Supplied material:
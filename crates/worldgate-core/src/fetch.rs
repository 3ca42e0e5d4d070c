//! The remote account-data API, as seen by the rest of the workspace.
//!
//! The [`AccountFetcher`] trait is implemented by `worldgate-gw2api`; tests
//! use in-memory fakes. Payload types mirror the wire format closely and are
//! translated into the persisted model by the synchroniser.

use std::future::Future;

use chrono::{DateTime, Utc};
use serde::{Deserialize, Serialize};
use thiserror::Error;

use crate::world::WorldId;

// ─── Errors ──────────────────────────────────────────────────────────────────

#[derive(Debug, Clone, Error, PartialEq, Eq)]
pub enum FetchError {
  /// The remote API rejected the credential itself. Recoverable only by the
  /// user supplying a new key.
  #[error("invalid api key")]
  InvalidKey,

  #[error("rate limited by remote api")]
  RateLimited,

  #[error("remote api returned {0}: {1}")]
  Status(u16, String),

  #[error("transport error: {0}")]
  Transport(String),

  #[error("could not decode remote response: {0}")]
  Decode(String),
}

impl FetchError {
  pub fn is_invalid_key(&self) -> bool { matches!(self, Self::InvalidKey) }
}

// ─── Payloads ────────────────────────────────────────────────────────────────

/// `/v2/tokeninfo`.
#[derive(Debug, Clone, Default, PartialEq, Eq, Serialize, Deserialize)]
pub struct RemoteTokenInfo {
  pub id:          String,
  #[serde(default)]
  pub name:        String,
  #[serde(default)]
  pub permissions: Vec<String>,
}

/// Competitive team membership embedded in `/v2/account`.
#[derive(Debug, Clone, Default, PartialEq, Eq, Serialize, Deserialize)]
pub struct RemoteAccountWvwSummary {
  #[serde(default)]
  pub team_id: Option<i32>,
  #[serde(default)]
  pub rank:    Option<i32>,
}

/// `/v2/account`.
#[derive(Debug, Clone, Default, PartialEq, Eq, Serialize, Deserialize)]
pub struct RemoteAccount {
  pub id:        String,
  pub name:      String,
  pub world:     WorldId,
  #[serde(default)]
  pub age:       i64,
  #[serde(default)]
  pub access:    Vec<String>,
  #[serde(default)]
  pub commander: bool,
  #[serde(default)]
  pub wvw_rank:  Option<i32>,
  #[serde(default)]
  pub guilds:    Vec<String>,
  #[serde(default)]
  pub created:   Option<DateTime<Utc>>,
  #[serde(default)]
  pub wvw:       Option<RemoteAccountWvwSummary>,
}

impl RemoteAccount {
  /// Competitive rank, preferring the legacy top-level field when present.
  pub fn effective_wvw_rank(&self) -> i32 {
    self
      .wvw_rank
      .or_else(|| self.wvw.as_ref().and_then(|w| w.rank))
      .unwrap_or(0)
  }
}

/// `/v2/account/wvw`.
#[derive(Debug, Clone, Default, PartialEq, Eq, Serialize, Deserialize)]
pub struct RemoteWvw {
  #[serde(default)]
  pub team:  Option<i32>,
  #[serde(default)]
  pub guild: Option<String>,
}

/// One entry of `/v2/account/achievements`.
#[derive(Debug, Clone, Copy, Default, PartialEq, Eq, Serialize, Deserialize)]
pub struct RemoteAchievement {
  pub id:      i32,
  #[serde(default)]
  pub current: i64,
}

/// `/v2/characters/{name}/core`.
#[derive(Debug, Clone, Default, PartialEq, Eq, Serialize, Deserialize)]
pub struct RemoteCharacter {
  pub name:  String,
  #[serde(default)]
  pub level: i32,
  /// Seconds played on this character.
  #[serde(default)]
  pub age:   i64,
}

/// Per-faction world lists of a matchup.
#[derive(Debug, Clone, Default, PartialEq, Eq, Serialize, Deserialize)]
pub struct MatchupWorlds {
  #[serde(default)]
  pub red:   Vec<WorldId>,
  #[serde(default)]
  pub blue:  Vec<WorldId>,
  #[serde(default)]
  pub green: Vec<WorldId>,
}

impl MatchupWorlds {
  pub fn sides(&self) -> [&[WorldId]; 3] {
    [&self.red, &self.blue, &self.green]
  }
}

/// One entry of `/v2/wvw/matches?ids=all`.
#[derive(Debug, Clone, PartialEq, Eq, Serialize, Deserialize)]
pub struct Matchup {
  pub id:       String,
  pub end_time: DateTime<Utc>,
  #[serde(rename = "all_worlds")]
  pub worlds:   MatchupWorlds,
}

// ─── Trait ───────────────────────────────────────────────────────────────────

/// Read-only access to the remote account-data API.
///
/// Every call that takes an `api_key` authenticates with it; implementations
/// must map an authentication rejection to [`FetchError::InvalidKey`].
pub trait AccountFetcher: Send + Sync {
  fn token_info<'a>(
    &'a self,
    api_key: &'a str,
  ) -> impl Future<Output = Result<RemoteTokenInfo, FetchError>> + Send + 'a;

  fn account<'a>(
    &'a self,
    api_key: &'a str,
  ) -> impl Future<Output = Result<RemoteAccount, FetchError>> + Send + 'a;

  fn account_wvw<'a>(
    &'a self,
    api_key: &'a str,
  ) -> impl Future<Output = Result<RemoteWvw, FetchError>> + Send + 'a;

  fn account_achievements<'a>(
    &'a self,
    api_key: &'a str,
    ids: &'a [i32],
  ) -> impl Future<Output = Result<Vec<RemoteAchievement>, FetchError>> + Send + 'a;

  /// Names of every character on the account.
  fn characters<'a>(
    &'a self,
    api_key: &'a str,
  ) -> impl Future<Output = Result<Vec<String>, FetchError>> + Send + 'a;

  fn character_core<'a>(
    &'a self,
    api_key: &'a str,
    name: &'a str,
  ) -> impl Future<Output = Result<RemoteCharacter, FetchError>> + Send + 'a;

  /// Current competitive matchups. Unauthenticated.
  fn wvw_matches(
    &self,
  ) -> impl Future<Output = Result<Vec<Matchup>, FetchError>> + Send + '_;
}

Work item:
Give back the material above without altering a single word.

Output for this task:
filename crates/worldgate-core/src/fetch.rs
repository 3ca42e0e5d4d070c
//! The remote account-data API, as seen by the rest of the workspace.
//!
//! The [`AccountFetcher`] trait is implemented by `worldgate-gw2api`; tests
//! use in-memory fakes. Payload types mirror the wire format closely and are
//! translated into the persisted model by the synchroniser.

use std::future::Future;

use chrono::{DateTime, Utc};
use serde::{Deserialize, Serialize};
use thiserror::Error;

use crate::world::WorldId;

// ─── Errors ──────────────────────────────────────────────────────────────────

#[derive(Debug, Clone, Error, PartialEq, Eq)]
pub enum FetchError {
  /// The remote API rejected the credential itself. Recoverable only by the
  /// user supplying a new key.
  #[error("invalid api key")]
  InvalidKey,

  #[error("rate limited by remote api")]
  RateLimited,

  #[error("remote api returned {0}: {1}")]
  Status(u16, String),

  #[error("transport error: {0}")]
  Transport(String),

  #[error("could not decode remote response: {0}")]
  Decode(String),
}

impl FetchError {
  pub fn is_invalid_key(&self) -> bool { matches!(self, Self::InvalidKey) }
}

// ─── Payloads ────────────────────────────────────────────────────────────────

/// `/v2/tokeninfo`.
#[derive(Debug, Clone, Default, PartialEq, Eq, Serialize, Deserialize)]
pub struct RemoteTokenInfo {
  pub id:          String,
  #[serde(default)]
  pub name:        String,
  #[serde(default)]
  pub permissions: Vec<String>,
}

/// Competitive team membership embedded in `/v2/account`.
#[derive(Debug, Clone, Default, PartialEq, Eq, Serialize, Deserialize)]
pub struct RemoteAccountWvwSummary {
  #[serde(default)]
  pub team_id: Option<i32>,
  #[serde(default)]
  pub rank:    Option<i32>,
}

/// `/v2/account`.
#[derive(Debug, Clone, Default, PartialEq, Eq, Serialize, Deserialize)]
pub struct RemoteAccount {
  pub id:        String,
  pub name:      String,
  pub world:     WorldId,
  #[serde(default)]
  pub age:       i64,
  #[serde(default)]
  pub access:    Vec<String>,
  #[serde(default)]
  pub commander: bool,
  #[serde(default)]
  pub wvw_rank:  Option<i32>,
  #[serde(default)]
  pub guilds:    Vec<String>,
  #[serde(default)]
  pub created:   Option<DateTime<Utc>>,
  #[serde(default)]
  pub wvw:       Option<RemoteAccountWvwSummary>,
}

impl RemoteAccount {
  /// Competitive rank, preferring the legacy top-level field when present.
  pub fn effective_wvw_rank(&self) -> i32 {
    self
      .wvw_rank
      .or_else(|| self.wvw.as_ref().and_then(|w| w.rank))
      .unwrap_or(0)
  }
}

/// `/v2/account/wvw`.
#[derive(Debug, Clone, Default, PartialEq, Eq, Serialize, Deserialize)]
pub struct RemoteWvw {
  #[serde(default)]
  pub team:  Option<i32>,
  #[serde(default)]
  pub guild: Option<String>,
}

/// One entry of `/v2/account/achievements`.
#[derive(Debug, Clone, Copy, Default, PartialEq, Eq, Serialize, Deserialize)]
pub struct RemoteAchievement {
  pub id:      i32,
  #[serde(default)]
  pub current: i64,
}

/// `/v2/characters/{name}/core`.
#[derive(Debug, Clone, Default, PartialEq, Eq, Serialize, Deserialize)]
pub struct RemoteCharacter {
  pub name:  String,
  #[serde(default)]
  pub level: i32,
  /// Seconds played on this character.
  #[serde(default)]
  pub age:   i64,
}

/// Per-faction world lists of a matchup.
#[derive(Debug, Clone, Default, PartialEq, Eq, Serialize, Deserialize)]
pub struct MatchupWorlds {
  #[serde(default)]
  pub red:   Vec<WorldId>,
  #[serde(default)]
  pub blue:  Vec<WorldId>,
  #[serde(default)]
  pub green: Vec<WorldId>,
}

impl MatchupWorlds {
  pub fn sides(&self) -> [&[WorldId]; 3] {
    [&self.red, &self.blue, &self.green]
  }
}

/// One entry of `/v2/wvw/matches?ids=all`.
#[derive(Debug, Clone, PartialEq, Eq, Serialize, Deserialize)]
pub struct Matchup {
  pub id:       String,
  pub end_time: DateTime<Utc>,
  #[serde(rename = "all_worlds")]
  pub worlds:   MatchupWorlds,
}

// ─── Trait ───────────────────────────────────────────────────────────────────

/// Read-only access to the remote account-data API.
///
/// Every call that takes an `api_key` authenticates with it; implementations
/// must map an authentication rejection to [`FetchError::InvalidKey`].
pub trait AccountFetcher: Send + Sync {
  fn token_info<'a>(
    &'a self,
    api_key: &'a str,
  ) -> impl Future<Output = Result<RemoteTokenInfo, FetchError>> + Send + 'a;

  fn account<'a>(
    &'a self,
    api_key: &'a str,
  ) -> impl Future<Output = Result<RemoteAccount, FetchError>> + Send + 'a;

  fn account_wvw<'a>(
    &'a self,
    api_key: &'a str,
  ) -> impl Future<Output = Result<RemoteWvw, FetchError>> + Send + 'a;

  fn account_achievements<'a>(
    &'a self,
    api_key: &'a str,
    ids: &'a [i32],
  ) -> impl Future<Output = Result<Vec<RemoteAchievement>, FetchError>> + Send + 'a;

  /// Names of every character on the account.
  fn characters<'a>(
    &'a self,
    api_key: &'a str,
  ) -> impl Future<Output = Result<Vec<String>, FetchError>> + Send + 'a;

  fn character_core<'a>(
    &'a self,
    api_key: &'a str,
    name: &'a str,
  ) -> impl Future<Output = Result<RemoteCharacter, FetchError>> + Send + 'a;

  /// Current competitive matchups. Unauthenticated.
  fn wvw_matches(
    &self,
  ) -> impl Future<Output = Result<Vec<Matchup>, FetchError>> + Send + '_;
}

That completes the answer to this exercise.